In The Congo's Dark Depths
In the Congo River's deepest parts, light is unable to penetrate. This condition, combined with the chaotic currents, isolating water pockets, and other intense conditions, has created unique selective pressures for fish. Six species with curious morphologies have been discovered in this area. It was actually the discovery of these bizarre-looking creatures (elongated bodies, absent pigment, and shrunken eyes) that led to the eventual crowning of the Congo River as the world's deepest. From time to time, aggressive currents would shoot unlucky cichlids up from the dark depths to the surface, killing them in the process due to rapid decompression and washing them up along the shore. To learn more about the strange specimens, researchers conducted surveys of their habitat, which revealed the unexpected reaches.
The Flow Of The Congo
In addition to its intriguing depths, the Congo River is also well known for being the second-longest river in Africa (after the River Nile). It is also the ninth-longest in the world. Its point of origin can be considered to be in Northeastern Zambia's highlands and/or the Katanga Plateau, in the Democratic Republic of the Congo's southeastern corner. In either case, the river flows in a counter-clockwise arc, twice crossing the equator, before eventually emptying into the Atlantic Ocean at a seaport called Banana (or Banane) in the Democratic Republic of Congo.
Along the way, the river's three parts (Upper, Middle, and Lower), and its massive basin, encompass nine countries, including the Democratic Republic of the Congo (primarily), the Republic of the Congo, the Central African Republic, Zambia, Angola, Cameroon, Tanzania, Gabon, and Equatorial Guinea.
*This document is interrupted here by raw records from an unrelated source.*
//! Geo members live in a sorted set; the score is a 52-bit interleave of the
//! normalised longitude and latitude.

use bytes::Bytes;

use super::{Db, StoreError};

pub const MIN_LATITUDE: f64 = -85.05112878;
pub const MAX_LATITUDE: f64 = 85.05112878;
pub const MIN_LONGITUDE: f64 = -180.0;
pub const MAX_LONGITUDE: f64 = 180.0;

const LATITUDE_RANGE: f64 = MAX_LATITUDE - MIN_LATITUDE;
const LONGITUDE_RANGE: f64 = MAX_LONGITUDE - MIN_LONGITUDE;
const STEPS: f64 = (1u64 << 26) as f64;

pub fn is_valid(longitude: f64, latitude: f64) -> bool {
    (MIN_LONGITUDE..=MAX_LONGITUDE).contains(&longitude)
        && (MIN_LATITUDE..=MAX_LATITUDE).contains(&latitude)
}

fn spread(v: u32) -> u64 {
    let mut v = v as u64;
    v = (v | (v << 16)) & 0x0000_FFFF_0000_FFFF;
    v = (v | (v << 8)) & 0x00FF_00FF_00FF_00FF;
    v = (v | (v << 4)) & 0x0F0F_0F0F_0F0F_0F0F;
    v = (v | (v << 2)) & 0x3333_3333_3333_3333;
    (v | (v << 1)) & 0x5555_5555_5555_5555
}

fn compact(v: u64) -> u32 {
    let mut v = v & 0x5555_5555_5555_5555;
    v = (v | (v >> 1)) & 0x3333_3333_3333_3333;
    v = (v | (v >> 2)) & 0x0F0F_0F0F_0F0F_0F0F;
    v = (v | (v >> 4)) & 0x00FF_00FF_00FF_00FF;
    v = (v | (v >> 8)) & 0x0000_FFFF_0000_FFFF;
    ((v | (v >> 16)) & 0x0000_0000_FFFF_FFFF) as u32
}

pub fn encode(longitude: f64, latitude: f64) -> u64 {
    let lon = (STEPS * (longitude - MIN_LONGITUDE) / LONGITUDE_RANGE) as u32;
    let lat = (STEPS * (latitude - MIN_LATITUDE) / LATITUDE_RANGE) as u32;

    (spread(lon) << 1) | spread(lat)
}

/// Centre of the cell the score names, as `(longitude, latitude)`.
pub fn decode(score: u64) -> (f64, f64) {
    let lon = compact(score >> 1) as f64 + 0.5;
    let lat = compact(score) as f64 + 0.5;

    (
        lon / STEPS * LONGITUDE_RANGE + MIN_LONGITUDE,
        lat / STEPS * LATITUDE_RANGE + MIN_LATITUDE,
    )
}

impl Db {
    /// Coordinates must already be validated. Returns how many members were new.
    pub fn geoadd(&self, key: &str, places: Vec<(f64, f64, Bytes)>) -> Result<usize, StoreError> {
        let members = places
            .into_iter()
            .map(|(longitude, latitude, name)| (encode(longitude, latitude) as f64, name))
            .collect();

        self.zadd(key, members)
    }

    pub fn geopos(&self, key: &str, names: &[Bytes]) -> Result<Vec<Option<(f64, f64)>>, StoreError> {
        names
            .iter()
            .map(|name| Ok(self.zscore(key, name)?.map(|score| decode(score as u64))))
            .collect()
    }
}

#[cfg(test)]
mod tests {
    use super::*;

    #[test]
    fn encode_decode_stays_close() {
        let (lon, lat) = (13.361389, 38.115556);
        let (dlon, dlat) = decode(encode(lon, lat));

        assert!((dlon - lon).abs() < 1e-4);
        assert!((dlat - lat).abs() < 1e-4);
    }

    #[test]
    fn score_fits_52_bits() {
        assert!(encode(MAX_LONGITUDE - 1e-9, MAX_LATITUDE - 1e-9) < 1 << 52);
    }

    #[test]
    fn validation() {
        assert!(is_valid(0.0, 0.0));
        assert!(!is_valid(181.0, 0.0));
        assert!(!is_valid(0.0, 85.1));
    }

    #[test]
    fn geopos_of_missing_member() {
        let db = Db::new();
        db.geoadd("g", vec![(2.0, 48.0, Bytes::from("paris"))]).unwrap();

        let positions = db.geopos("g", &[Bytes::from("paris"), Bytes::from("nowhere")]).unwrap();
        assert!(positions[0].is_some());
        assert_eq!(positions[1], None);
    }
}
This impressive breadth accounts for 13% of the continent's landmass, and at 1.3-million-square-miles, it is the world's second-largest river Basin (after the Amazon Basin).
The Congo River As A Lifeline
This extensive area also fosters the second-largest tropical rainforest in the world (again, behind the Amazon). Within its boundary there is incredible biodiversity and cultural diversity. Approximately 75-million-people are situated along the Congo, including 150 distinct ethnic groups, ranging in lifestyles from the traditional, hunter-gather Ba'Aka people, to the fast-paced, densely-populated streets of Kinshasa (the capital city of the Democratic Republic of the Congo). Some 10,000 species of tropical plants, 1,000 species of birds, 700 species of fish, and 400 species of mammals can be found throughout the region - many of which live only in the Congo Basin.
The Congo River is the subject of ominous legends and is both a benevolent and capricious force of nature for everyone and everything in its vicinity. Its aberrant, dark, and torrent depths have contributed to all aspects of its reputation. No other river in the world plummets as far below the surface, and few other waterways can hold a candle to its length, ecology, and overall significance.